# Workshop 3: Features

In Lecture 6 we talked about feature extraction. In this workshop we will put in practice some of the methods we have learned in the lecture.

## Learning objectives

At the end of this workshop you will be able to:

- Extract blob-like features from images and compare different algorithms
- Use the Hough transform to detect lines and circles in images

## Blob detection

Let's start by looking at blob detection. We will use the [`skimage.feature.blob_log`](http://scikit-image.org/docs/dev/api/skimage.feature.html#skimage.feature.blob_log) function to detect blobs in an image. As we saw in the lecture, this function uses the Laplacian of Gaussian (LoG) to detect blobs.

Let's start by opening and displaying the `retina.jpg` image [Credits: [Librepath - Own work, CC BY-SA 3.0](https://commons.wikimedia.org/w/index.php?curid=45308378)]. This is an haematoxylin and eosin (H&E) stained image of a retina.
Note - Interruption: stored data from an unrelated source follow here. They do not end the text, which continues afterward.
use crate::analysis::{AnalysisOptions, SelectionPolicy};
use crate::infer::parsing::NumericFormat;
use anyhow::{Context, Error};
use confique::Config;
use std::{
    net::IpAddr,
    sync::{Arc, Mutex, OnceLock},
};

#[derive(Debug, Config)]
pub struct TabInsightConfig {
    #[config(env = "TABINSIGHT_PORT", default = 3000)]
    pub port: u16,
    #[config(env = "TABINSIGHT_ENDPOINT", default = "127.0.0.1")]
    pub endpoint: IpAddr,

    #[config(env = "TABINSIGHT_HTTP_BODY_LIMIT", default = "10mb")]
    pub http_body_limit: String,

    #[config(env = "TABINSIGHT_HTTP_SERVER_TIMEOUT_SECONDS", default = 30)]
    pub http_server_timeout_seconds: u64,

    /// Rows looked at to classify a column
    #[config(env = "TABINSIGHT_SAMPLE_SIZE", default = 5)]
    pub sample_size: usize,

    /// Every character is stripped from numeric values
    #[config(env = "TABINSIGHT_CURRENCY_SYMBOLS", default = "$")]
    pub currency_symbols: String,

    #[config(env = "TABINSIGHT_THOUSANDS_SEPARATORS", default = ",")]
    pub thousands_separators: String,

    #[config(env = "TABINSIGHT_MAX_INSIGHTS", default = 7)]
    pub max_insights: usize,

    #[config(env = "TABINSIGHT_COMPARISON_TOP_N", default = 5)]
    pub comparison_top_n: usize,

    #[config(env = "TABINSIGHT_DISTRIBUTION_TOP_N", default = 6)]
    pub distribution_top_n: usize,

    /// `first` or `variance`
    #[config(env = "TABINSIGHT_SELECTION", default = "first")]
    pub selection: String,

    #[config(env = "TABINSIGHT_DEFAULT_INPUT_FORMAT", default = "csv")]
    pub default_input_format: String,

    #[config(env = "TABINSIGHT_SENTRY_DSN")]
    pub sentry_dsn: Option<String>,
}

impl TabInsightConfig {
    pub fn load() -> Result<TabInsightConfig, Error> {
        let c = TabInsightConfig::builder()
            .env()
            .file("settings.toml")
            .load()?;

        Ok(c)
    }

    pub fn parse_http_body_limit(&self) -> Result<usize, Error> {
        let size = byte_unit::Byte::parse_str(self.http_body_limit.clone(), true)?.as_u64();
        if size > 16 * 1024 * 1024 * 1024 {
            anyhow::bail!("Body size is too big: > 16GB");
        }
        Ok(size as usize)
    }

    /// Builds and validates the options handed to every analysis.
    pub fn analysis_options(&self) -> Result<AnalysisOptions, Error> {
        let selection = self
            .selection
            .parse::<SelectionPolicy>()
            .context("Invalid TABINSIGHT_SELECTION")?;
        let options = AnalysisOptions {
            sample_size: self.sample_size,
            numeric_format: NumericFormat {
                currency_symbols: self.currency_symbols.chars().collect(),
                thousands_separators: self.thousands_separators.chars().collect(),
            },
            max_insights: self.max_insights,
            comparison_top_n: self.comparison_top_n,
            distribution_top_n: self.distribution_top_n,
            selection,
        };
        options.validate()?;
        Ok(options)
    }
}

static TABINSIGHT_CONFIG: OnceLock<Arc<TabInsightConfig>> = OnceLock::new();

pub fn get() -> Result<Arc<TabInsightConfig>, Error> {
    TABINSIGHT_CONFIG.get().cloned().ok_or_else(|| {
        Error::msg(
            "Configuration not loaded. Please call load_configuration() before using the configuration",
        )
    })
}

pub fn load_configuration() -> Result<(), Error> {
    // Check if the configuration has already been loaded
    if TABINSIGHT_CONFIG.get().is_some() {
        return Ok(());
    }

    let config = TabInsightConfig::load()?;
    TABINSIGHT_CONFIG.get_or_init(|| Arc::new(config));

    Ok(())
}

static TEST_CONFIG_INIT: Mutex<()> = Mutex::new(());

/// Loads the configuration once, whatever the number of tests asking for it.
pub fn load_configuration_for_tests() -> Result<(), Error> {
    let _guard = TEST_CONFIG_INIT
        .lock()
        .unwrap_or_else(|poisoned| poisoned.into_inner());

    if TABINSIGHT_CONFIG.get().is_some() {
        return Ok(());
    }

    let config = TabInsightConfig::load()?;
    TABINSIGHT_CONFIG.get_or_init(|| Arc::new(config));

    Ok(())
}

#[cfg(test)]
mod tests {
    use super::*;
    use serial_test::serial;

    #[test]
    #[serial]
    fn test_load_config() {
        let config = TabInsightConfig::load().unwrap();

        assert_eq!(config.port, 3000);
        assert_eq!(config.endpoint, IpAddr::from([127, 0, 0, 1]));
        assert_eq!(config.default_input_format, "csv");
        assert!(config.sentry_dsn.is_none());

        temp_env::with_var("TABINSIGHT_PORT", Some("8080"), || {
            let config = TabInsightConfig::load().unwrap();
            assert_eq!(config.port, 8080);
        });
    }

    #[test]
    #[serial]
    fn test_parse_http_body_limit() {
        let config = TabInsightConfig::load().unwrap();
        assert_eq!(config.parse_http_body_limit().unwrap(), 10000000);

        temp_env::with_var("TABINSIGHT_HTTP_BODY_LIMIT", Some("12345"), || {
            let config = TabInsightConfig::load().unwrap();
            assert_eq!(config.parse_http_body_limit().unwrap(), 12345);
        });

        temp_env::with_var("TABINSIGHT_HTTP_BODY_LIMIT", Some("10MiB"), || {
            let config = TabInsightConfig::load().unwrap();
            assert_eq!(config.parse_http_body_limit().unwrap(), 10485760);
        });

        temp_env::with_var("TABINSIGHT_HTTP_BODY_LIMIT", Some("1tb"), || {
            let config = TabInsightConfig::load().unwrap();
            assert!(config.parse_http_body_limit().is_err());
        });

        temp_env::with_var("TABINSIGHT_HTTP_BODY_LIMIT", Some("-5mb"), || {
            let config = TabInsightConfig::load().unwrap();
            assert!(config.parse_http_body_limit().is_err());
        });
    }

    #[test]
    #[serial]
    fn test_analysis_options() {
        let config = TabInsightConfig::load().unwrap();
        assert_eq!(config.analysis_options().unwrap(), AnalysisOptions::default());

        temp_env::with_vars(
            [
                ("TABINSIGHT_CURRENCY_SYMBOLS", Some("$€£")),
                ("TABINSIGHT_THOUSANDS_SEPARATORS", Some(",_")),
                ("TABINSIGHT_MAX_INSIGHTS", Some("2")),
                ("TABINSIGHT_SELECTION", Some("variance")),
            ],
            || {
                let options = TabInsightConfig::load().unwrap().analysis_options().unwrap();
                assert_eq!(options.numeric_format.currency_symbols, vec!['$', '€', '£']);
                assert_eq!(options.numeric_format.thousands_separators, vec![',', '_']);
                assert_eq!(options.max_insights, 2);
                assert_eq!(options.selection, SelectionPolicy::HighestVariance);
            },
        );

        temp_env::with_var("TABINSIGHT_SELECTION", Some("random"), || {
            let config = TabInsightConfig::load().unwrap();
            assert!(config.analysis_options().is_err());
        });

        temp_env::with_var("TABINSIGHT_SAMPLE_SIZE", Some("0"), || {
            let config = TabInsightConfig::load().unwrap();
            assert!(config.analysis_options().is_err());
        });
    }

    #[test]
    #[serial]
    fn test_load_configuration() {
        load_configuration().unwrap();
        assert!(TABINSIGHT_CONFIG.get().is_some());

        let config = get().unwrap();
        assert_eq!(config.port, 3000);
        assert!(load_configuration_for_tests().is_ok());
    }
}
Haematoxylin stains nuclei in a dark purple colour; eosin stains the extracellular matrix and the cytoplasm in pink.

In [1]:
# Read the image and plot it
# Your code here

We are now interested in counting how many nuclei are in this image. Since nuclei look like dark, uniform blobs on a light background, we can use the LoG to detect blobs.

First of all, however, we need to do some preprocessing.
The `blob_log` function works on both 2D and 3D images. This is a RGB image, and we need to convert it to a grayscale image, otherwise `blob_log` will think we are passing a 3D image and will give us some strange results.

Furthermore, the function expects bright spots on a dark background, so we need to invert the image.

So let's do that!

1. Convert the image to grayscale
2. Invert the image
3. Display the images to check everything is working as expected!

In [2]:
# You can either use rgb2gray or pick a color channel. 
# It might be useful to look at individual channels and see if
# nuclei are more evident in a specific one
# Your code here

Now we can finally apply the `blob_log` function to the inverted image.

Remember that the `blob_log` function takes the following arguments:
    
- `image`: The image to detect blobs in
- `min_sigma`: The minimum standard deviation for the LoG filter
- `max_sigma`: The maximum standard deviation for the LoG filter
- `num_sigma`: The number of standard deviations to consider
- `threshold`: The absolute lower bound for maxima to be considered as blobs

How do we chose these parameters? You can start with some reasonable values and experiment with them. For example, try and manually check the radius of a nucleus, and use values of $\sigma$ that are in that order of magnitude. Remember that the radius of the blob is $\sqrt{2}\sigma$ so if you use $\sigma=10$ you will detect blobs of radius ~14.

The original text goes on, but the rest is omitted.